[Saved entries]
^^^^^^^^^^^^^^^^
//! Ordered date rules for the interpreter.
//!
//! Each rule pairs a pattern with a resolver. The interpreter tries them in
//! order and the first pattern that matches decides the date, so adding a
//! new phrasing means adding a rule, not touching title cleanup.

use chrono::{Datelike, Days, Month, NaiveDate, Weekday};
use once_cell::sync::Lazy;
use regex::{Captures, Regex};
use std::fmt;

use crate::config::{InterpreterConfig, NextWeekdayPolicy};

/// Turns a match into a date, given "today". `None` means the phrase matched
/// but names no representable date.
pub type DateResolver = fn(&Captures<'_>, NaiveDate, &InterpreterConfig) -> Option<NaiveDate>;

const TRIGGER: &str = r"(?:\b(?:on|for|at)\s+)";
const WEEKDAYS: &str = "sunday|monday|tuesday|wednesday|thursday|friday|saturday";
const MONTHS: &str =
    "january|february|march|april|may|june|july|august|september|october|november|december";

#[derive(Clone)]
pub struct DateRule {
    name: &'static str,
    pattern: Regex,
    resolve: DateResolver,
}

impl DateRule {
    /// `pattern` is compiled case-insensitively.
    pub fn new(name: &'static str, pattern: &str, resolve: DateResolver) -> Result<Self, regex::Error> {
        let pattern = Regex::new(&format!("(?i){}", pattern))?;
        Ok(Self { name, pattern, resolve })
    }

    pub fn name(&self) -> &'static str {
        self.name
    }

    pub fn captures<'t>(&self, text: &'t str) -> Option<Captures<'t>> {
        self.pattern.captures(text)
    }

    pub fn resolve(
        &self,
        caps: &Captures<'_>,
        today: NaiveDate,
        config: &InterpreterConfig,
    ) -> Option<NaiveDate> {
        (self.resolve)(caps, today, config)
    }
}

impl fmt::Debug for DateRule {
    fn fmt(&self, f: &mut fmt::Formatter<'_>) -> fmt::Result {
        f.debug_struct("DateRule")
            .field("name", &self.name)
            .field("pattern", &self.pattern.as_str())
            .finish()
    }
}

static DEFAULT_RULES: Lazy<Vec<DateRule>> = Lazy::new(|| {
    let rules: [(&'static str, String, DateResolver); 4] = [
        ("tomorrow", format!(r"{}?\btomorrow\b", TRIGGER), resolve_tomorrow),
        ("today", format!(r"{}?\btoday\b", TRIGGER), resolve_today),
        (
            "weekday",
            // A bare weekday needs a trigger word; "next"/"this" is enough on its own.
            format!(r"(?:{}(?:(next|this)\s+)?|\b(next|this)\s+)({})\b", TRIGGER, WEEKDAYS),
            resolve_weekday,
        ),
        (
            "month_day",
            format!(r"{}?\b({})\s+(\d{{1,2}})(?:st|nd|rd|th)?\b(?:,?\s+(\d{{4}})\b)?", TRIGGER, MONTHS),
            resolve_month_day,
        ),
    ];

    rules
        .into_iter()
        .map(|(name, pattern, resolve)| {
            DateRule::new(name, &pattern, resolve).expect("built-in date rule pattern")
        })
        .collect()
});

/// The built-in chain: tomorrow, today, weekday, month + day.
pub fn default_date_rules() -> Vec<DateRule> {
    DEFAULT_RULES.clone()
}

fn resolve_tomorrow(_: &Captures<'_>, today: NaiveDate, _: &InterpreterConfig) -> Option<NaiveDate> {
    today.checked_add_days(Days::new(1))
}

fn resolve_today(_: &Captures<'_>, today: NaiveDate, _: &InterpreterConfig) -> Option<NaiveDate> {
    Some(today)
}

fn resolve_weekday(
    caps: &Captures<'_>,
    today: NaiveDate,
    config: &InterpreterConfig,
) -> Option<NaiveDate> {
    let target: Weekday = caps.get(3)?.as_str().parse().ok()?;
    let qualifier = caps.get(1).or_else(|| caps.get(2)).map(|m| m.as_str().to_ascii_lowercase());
    let days = days_until(today.weekday(), target, qualifier.as_deref(), config.next_weekday);
    today.checked_add_days(Days::new(days))
}

/// `(target + 7 - current) % 7`, except that "next" skips today under
/// [`NextWeekdayPolicy::SkipToday`].
pub fn days_until(
    current: Weekday,
    target: Weekday,
    qualifier: Option<&str>,
    policy: NextWeekdayPolicy,
) -> u64 {
    let offset = (target.num_days_from_sunday() + 7 - current.num_days_from_sunday()) % 7;
    match (offset, qualifier, policy) {
        (0, Some("next"), NextWeekdayPolicy::SkipToday) => 7,
        _ => u64::from(offset),
    }
}

fn resolve_month_day(
    caps: &Captures<'_>,
    today: NaiveDate,
    _: &InterpreterConfig,
) -> Option<NaiveDate> {
    let month: Month = caps.get(1)?.as_str().parse().ok()?;
    let day: i64 = caps.get(2)?.as_str().parse().ok()?;
    let year = match caps.get(3) {
        Some(year) => year.as_str().parse().ok()?,
        None => today.year(),
    };

    // Day numbers past the end of the month roll into the next one.
    let first = NaiveDate::from_ymd_opt(year, month.number_from_month(), 1)?;
    first.checked_add_signed(chrono::Duration::days(day - 1))
}

#[cfg(test)]
mod tests {
    use super::*;
    use test_case::test_case;

    fn date(y: i32, m: u32, d: u32) -> NaiveDate {
        NaiveDate::from_ymd_opt(y, m, d).unwrap()
    }

    fn first_match(text: &str) -> Option<(String, String)> {
        default_date_rules().into_iter().find_map(|rule| {
            rule.captures(text).map(|caps| (rule.name().to_string(), caps[0].to_string()))
        })
    }

    #[test]
    fn test_rule_order() {
        let names: Vec<_> = default_date_rules().iter().map(DateRule::name).collect();
        assert_eq!(names, ["tomorrow", "today", "weekday", "month_day"]);
    }

    #[test_case("lunch tomorrow", "tomorrow", "tomorrow")]
    #[test_case("lunch on tomorrow", "tomorrow", "on tomorrow")]
    #[test_case("call mom for today", "today", "for today")]
    #[test_case("gym on Friday", "weekday", "on Friday")]
    #[test_case("gym next friday", "weekday", "next friday")]
    #[test_case("gym on this Friday", "weekday", "on this Friday")]
    #[test_case("dentist on April 15th", "month_day", "on April 15th")]
    #[test_case("launch march 3, 2027", "month_day", "march 3, 2027")]
    #[test_case("party December 31 2026", "month_day", "December 31 2026")]
    fn test_matches(text: &str, rule: &str, phrase: &str) {
        assert_eq!(first_match(text), Some((rule.to_string(), phrase.to_string())));
    }

    #[test_case("friday drinks")]
    #[test_case("todays agenda")]
    #[test_case("may the fourth")]
    #[test_case("just some random text")]
    fn test_no_match(text: &str) {
        assert_eq!(first_match(text), None);
    }

    #[test]
    fn test_days_until() {
        use Weekday::*;
        let include = NextWeekdayPolicy::IncludeToday;
        let skip = NextWeekdayPolicy::SkipToday;
        assert_eq!(days_until(Sun, Mon, Some("next"), include), 1);
        assert_eq!(days_until(Mon, Sun, None, include), 6);
        assert_eq!(days_until(Mon, Mon, Some("next"), include), 0);
        assert_eq!(days_until(Mon, Mon, Some("next"), skip), 7);
        assert_eq!(days_until(Mon, Mon, Some("this"), skip), 0);
        assert_eq!(days_until(Mon, Mon, None, skip), 0);
    }

    #[test]
    fn test_month_day_rollover_and_year() {
        let rules = default_date_rules();
        let month_day = rules.iter().find(|r| r.name() == "month_day").unwrap();
        let config = InterpreterConfig::default();
        let today = date(2026, 10, 18);

        let resolve = |text: &str| {
            let caps = month_day.captures(text).unwrap();
            month_day.resolve(&caps, today, &config)
        };
        assert_eq!(resolve("april 15th"), Some(date(2026, 4, 15)));
        assert_eq!(resolve("april 31"), Some(date(2026, 5, 1)));
        assert_eq!(resolve("march 0"), Some(date(2026, 2, 28)));
        assert_eq!(resolve("february 29, 2028"), Some(date(2028, 2, 29)));
    }
}
//! Voice phrase interpreter.
//!
//! Turns a finished transcript such as "Add meeting with John tomorrow at
//! 2pm" into an [`EventDraft`]. Matching is case-insensitive and the
//! original casing is kept in the title.
//!
//! The work happens in three independent passes over the sanitised text:
//!
//! 1. the first matching [`DateRule`] fixes the date (required),
//! 2. [`time_phrase::extract_time_phrase`] finds an optional time or range,
//! 3. a trailing "about ..." after either phrase becomes the description.
//!
//! Whatever is left, minus the command verb, is the title.

pub mod date_rules;
pub mod time_phrase;
pub mod title;
pub mod utils;

use chrono::{Local, NaiveDate};
use log::debug;
use once_cell::sync::Lazy;
use regex::Regex;
use std::ops::Range;

use crate::config::{EmptyTitlePolicy, InterpreterConfig};
use crate::event::EventDraft;
pub use date_rules::{DateResolver, DateRule, default_date_rules};
pub use time_phrase::{TimePhrase, extract_time_phrase, parse_time_with_ampm};

static ABOUT: Lazy<Regex> = Lazy::new(|| Regex::new(r"(?i)\babout\b").expect("about pattern"));

/// Why a transcript produced no draft.
#[derive(Debug, Clone, PartialEq, Eq, thiserror::Error)]
pub enum ParseError {
    #[error("no date phrase found")]
    NoDate,
    #[error("'{0}' does not name a calendar date")]
    InvalidDate(String),
    #[error("nothing is left for a title once the date and time are removed")]
    EmptyTitle,
}

impl ParseError {
    /// True for the hard failures where no date could be recognised.
    pub fn is_unparsed(&self) -> bool {
        !matches!(self, ParseError::EmptyTitle)
    }
}

/// The date phrase that won, with its resolved date.
#[derive(Debug, Clone, PartialEq, Eq)]
pub struct DateMatch {
    pub rule: &'static str,
    pub span: Range<usize>,
    pub date: NaiveDate,
}

#[derive(Debug, Clone)]
pub struct Interpreter {
    rules: Vec<DateRule>,
    config: InterpreterConfig,
}

impl Default for Interpreter {
    fn default() -> Self {
        Self::new(InterpreterConfig::default())
    }
}

impl Interpreter {
    pub fn new(config: InterpreterConfig) -> Self {
        Self::with_rules(default_date_rules(), config)
    }

    /// Use a custom rule chain. Rules are tried in the order given.
    pub fn with_rules(rules: Vec<DateRule>, config: InterpreterConfig) -> Self {
        Self { rules, config }
    }

    /// Append a rule after the existing ones.
    pub fn with_rule(mut self, rule: DateRule) -> Self {
        self.rules.push(rule);
        self
    }

    pub fn rules(&self) -> &[DateRule] {
        &self.rules
    }

    /// Interpret `transcript` relative to the local calendar date.
    pub fn parse(&self, transcript: &str) -> Result<EventDraft, ParseError> {
        self.parse_on(transcript, Local::now().date_naive())
    }

    /// Interpret `transcript` with `today` fixed by the caller.
    pub fn parse_on(&self, transcript: &str, today: NaiveDate) -> Result<EventDraft, ParseError> {
        let text = utils::sanitize_user_input(transcript);
        debug!("Interpreting transcript: '{}'", text);

        let date_match = self.match_date(&text, today)?;
        let time = extract_time_phrase(&text);

        let mut spans = vec![date_match.span.clone()];
        if let Some(time) = &time {
            spans.push(time.span.clone());
        }
        let description = extract_description(&text, &spans);
        if let Some((span, _)) = &description {
            spans.push(span.clone());
        }

        let mut title = title::clean_title(&text, &spans);
        if title.is_empty() {
            match self.config.empty_title {
                EmptyTitlePolicy::Reject => return Err(ParseError::EmptyTitle),
                EmptyTitlePolicy::Placeholder => {
                    debug!("Empty title, using placeholder '{}'", self.config.placeholder_title);
                    title = self.config.placeholder_title.clone();
                }
            }
        }

        let (start_time, end_time) = match time {
            Some(TimePhrase { start, end, .. }) => (Some(start), end),
            None => (None, None),
        };

        let draft = EventDraft {
            title,
            date: date_match.date,
            start_time,
            end_time,
            description: description.map(|(_, text)| text),
        };
        debug!("Interpreted draft: {:?}", draft);
        Ok(draft)
    }

    /// Run the rule chain. The first rule whose pattern matches decides.
    pub fn match_date(&self, text: &str, today: NaiveDate) -> Result<DateMatch, ParseError> {
        for rule in &self.rules {
            let Some(caps) = rule.captures(text) else {
                continue;
            };
            let Some(whole) = caps.get(0) else {
                continue;
            };
            debug!("Date rule '{}' matched '{}'", rule.name(), whole.as_str());

            return match rule.resolve(&caps, today, &self.config) {
                Some(date) => Ok(DateMatch { rule: rule.name(), span: whole.range(), date }),
                None => Err(ParseError::InvalidDate(whole.as_str().trim().to_string())),
            };
        }
        Err(ParseError::NoDate)
    }
}

/// Interpret `transcript` with the default rules and settings.
pub fn parse_voice_input(transcript: &str) -> Result<EventDraft, ParseError> {
    Interpreter::default().parse(transcript)
}

/// "about <topic>" following the date or time phrase. The topic runs up to
/// the next recognised phrase or the end of the transcript.
fn extract_description(text: &str, spans: &[Range<usize>]) -> Option<(Range<usize>, String)> {
    let anchor = spans.iter().map(|s| s.end).min()?;
    let about = ABOUT.find_iter(text).find(|m| m.start() >= anchor)?;
    let end = spans
        .iter()
        .map(|s| s.start)
        .filter(|&start| start > about.start())
        .min()
        .unwrap_or(text.len());

    let topic = text
        .get(about.end()..end)?
        .trim_matches(|c: char| c.is_whitespace() || matches!(c, ',' | '.' | ';' | ':' | '!' | '?'));
    if topic.is_empty() {
        return None;
    }
    Some((about.start()..end, topic.to_string()))
}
^^^^^^^^^^^^^^^^
__ASSIGNMENT__.
Every line that holds the word "EmptyTitlePolicy" should be copied from the records.

__WRITTEN ANSWER__.
use crate::config::{EmptyTitlePolicy, InterpreterConfig};
                EmptyTitlePolicy::Reject => return Err(ParseError::EmptyTitle),
                EmptyTitlePolicy::Placeholder => {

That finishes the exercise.